WHAT TO PRODUCE:
Every line with the string "AppState" in it belongs in your answer, so copy them all from the data.

RECORDS FOR PROCESSING:

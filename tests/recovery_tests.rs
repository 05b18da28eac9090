use serde_json::{json, Value};

use learnsphere_server::models::domain::{AudioContent, CodeContent, TextContent};
use learnsphere_server::recovery::{recover, recover_record, RecoveryError};

#[test]
fn test_strict_json_decodes_like_serde_json() {
    let inputs = [
        r#"{"a": 1, "b": [true, false, null], "c": {"d": "e"}}"#,
        r#"{"pi": 3.14159, "neg": -2, "exp": 1.5e3, "big": 12345678901234}"#,
        r#"{"escaped": "line\nbreak \"quoted\" \\ slash \u00e9"}"#,
        r#"{}"#,
    ];

    for input in inputs {
        let expected: Value = serde_json::from_str(input).unwrap();
        assert_eq!(recover(input).unwrap(), expected, "input: {}", input);
    }
}

#[test]
fn test_prose_around_object_is_dropped() {
    let raw = "Sure! Here you go:\n{\"a\":1}\nHope that helps!";
    assert_eq!(recover(raw).unwrap(), json!({ "a": 1 }));
}

#[test]
fn test_surrounding_prose_and_fences_are_ignored() {
    let raw = "Sure! Here you go:\n```json\n{\"title\": \"T\", \"script\": \"S\", \"duration\": \"2 minutes\"}\n```\nHope that helps.";
    let audio: AudioContent = recover_record(raw).unwrap();

    assert_eq!(audio.title, "T");
    assert_eq!(audio.duration, "2 minutes");
}

#[test]
fn test_raw_newlines_inside_strings_are_repaired() {
    let raw = "{\"title\": \"Demo\", \"language\": \"python\", \"code\": \"a = 1\nb = 2\", \"explanation\": \"e\", \"executionInstructions\": \"run\"}";
    let code: CodeContent = recover_record(raw).unwrap();

    assert_eq!(code.code, "a = 1\nb = 2");
    assert!(code.dependencies.is_empty());
}

#[test]
fn test_invalid_escapes_keep_their_backslash() {
    let raw = r#"{"title": "Softmax", "sections": [], "summary": "uses \sigma and \alpha"}"#;
    let text: TextContent = recover_record(raw).unwrap();

    assert_eq!(text.summary, "uses \\sigma and \\alpha");
}

#[test]
fn test_theta_escape_depends_on_backslash_count() {
    let doubled = r#"{"a": "\\theta"}"#;
    assert_eq!(recover(doubled).unwrap(), json!({ "a": "\\theta" }));

    let single = r#"{"a": "\theta"}"#;
    assert_eq!(recover(single).unwrap(), json!({ "a": "\theta" }));
}

#[test]
fn test_raw_bell_inside_string_is_deleted() {
    let raw = "{\"a\": \"be\u{7}ll\"}";
    assert_eq!(recover(raw).unwrap(), json!({ "a": "bell" }));
}

#[test]
fn test_lenient_syntax_is_accepted() {
    let raw = "{\n  // model commentary\n  title: 'Trees',\n  \"items\": [1, 2, 3,],\n}";
    assert_eq!(
        recover(raw).unwrap(),
        json!({ "title": "Trees", "items": [1, 2, 3] })
    );
}

#[test]
fn test_output_without_braces_has_no_boundary() {
    for raw in ["", "no json here", "} backwards {"] {
        assert_eq!(recover(raw), Err(RecoveryError::NoJsonBoundaryFound), "input: {:?}", raw);
    }
}

#[test]
fn test_structurally_broken_output_is_unrecoverable() {
    let err = recover("{\"a\": [1, 2}").unwrap_err();
    match err {
        RecoveryError::UnrecoverableJson { message, sanitized } => {
            assert!(!message.is_empty());
            assert_eq!(sanitized, "{\"a\": [1, 2}");
        }
        other => panic!("unexpected error: {:?}", other),
    }
}

#[test]
fn test_wrong_shape_is_reported_separately() {
    let err = recover_record::<AudioContent>(r#"{"title": "T"}"#).unwrap_err();
    assert!(matches!(err, RecoveryError::ShapeMismatch(_)));
}

#[test]
fn test_recovery_is_deterministic() {
    let raw = "prefix {\"title\": \"x\ny\", \"note\": \"\\beta\"} suffix";
    let first = recover(raw);
    for _ in 0..5 {
        assert_eq!(recover(raw), first);
    }
}
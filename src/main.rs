use actix_cors::Cors;
use actix_web::{http::header, middleware::Logger, web, App, HttpServer};

use learnsphere_server::{
    app_state::AppState,
    config::Config,
    handlers::{configure, json_config},
    middleware::RequestIdMiddleware,
};

#[actix_web::main]
async fn main() -> std::io::Result<()> {
    dotenvy::dotenv().ok();
    env_logger::init_from_env(env_logger::Env::default().default_filter_or("info"));

    let config = Config::from_env();
    config.validate().map_err(std::io::Error::other)?;

    let host = config.web_server_host.clone();
    let port = config.web_server_port;
    let allowed_origin = config.cors_allowed_origin.clone();

    let state = AppState::new(config).map_err(std::io::Error::other)?;

    log::info!("Starting HTTP server on {}:{}", host, port);

    HttpServer::new(move || {
        let cors = if allowed_origin == "*" {
            Cors::default().allow_any_origin()
        } else {
            Cors::default().allowed_origin(&allowed_origin)
        }
        .allowed_methods(vec!["GET", "POST"])
        .allowed_header(header::CONTENT_TYPE)
        .expose_headers(vec![header::HeaderName::from_static("x-request-id")])
        .max_age(3600);

        App::new()
            .app_data(web::Data::new(state.clone()))
            .app_data(json_config())
            .wrap(RequestIdMiddleware)
            .wrap(cors)
            .wrap(Logger::default())
            .configure(configure)
    })
    .bind((host.as_str(), port))?
    .run()
    .await
}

ANSWER TO THIS PROBLEM:
    app_state::AppState,
    let state = AppState::new(config).map_err(std::io::Error::other)?;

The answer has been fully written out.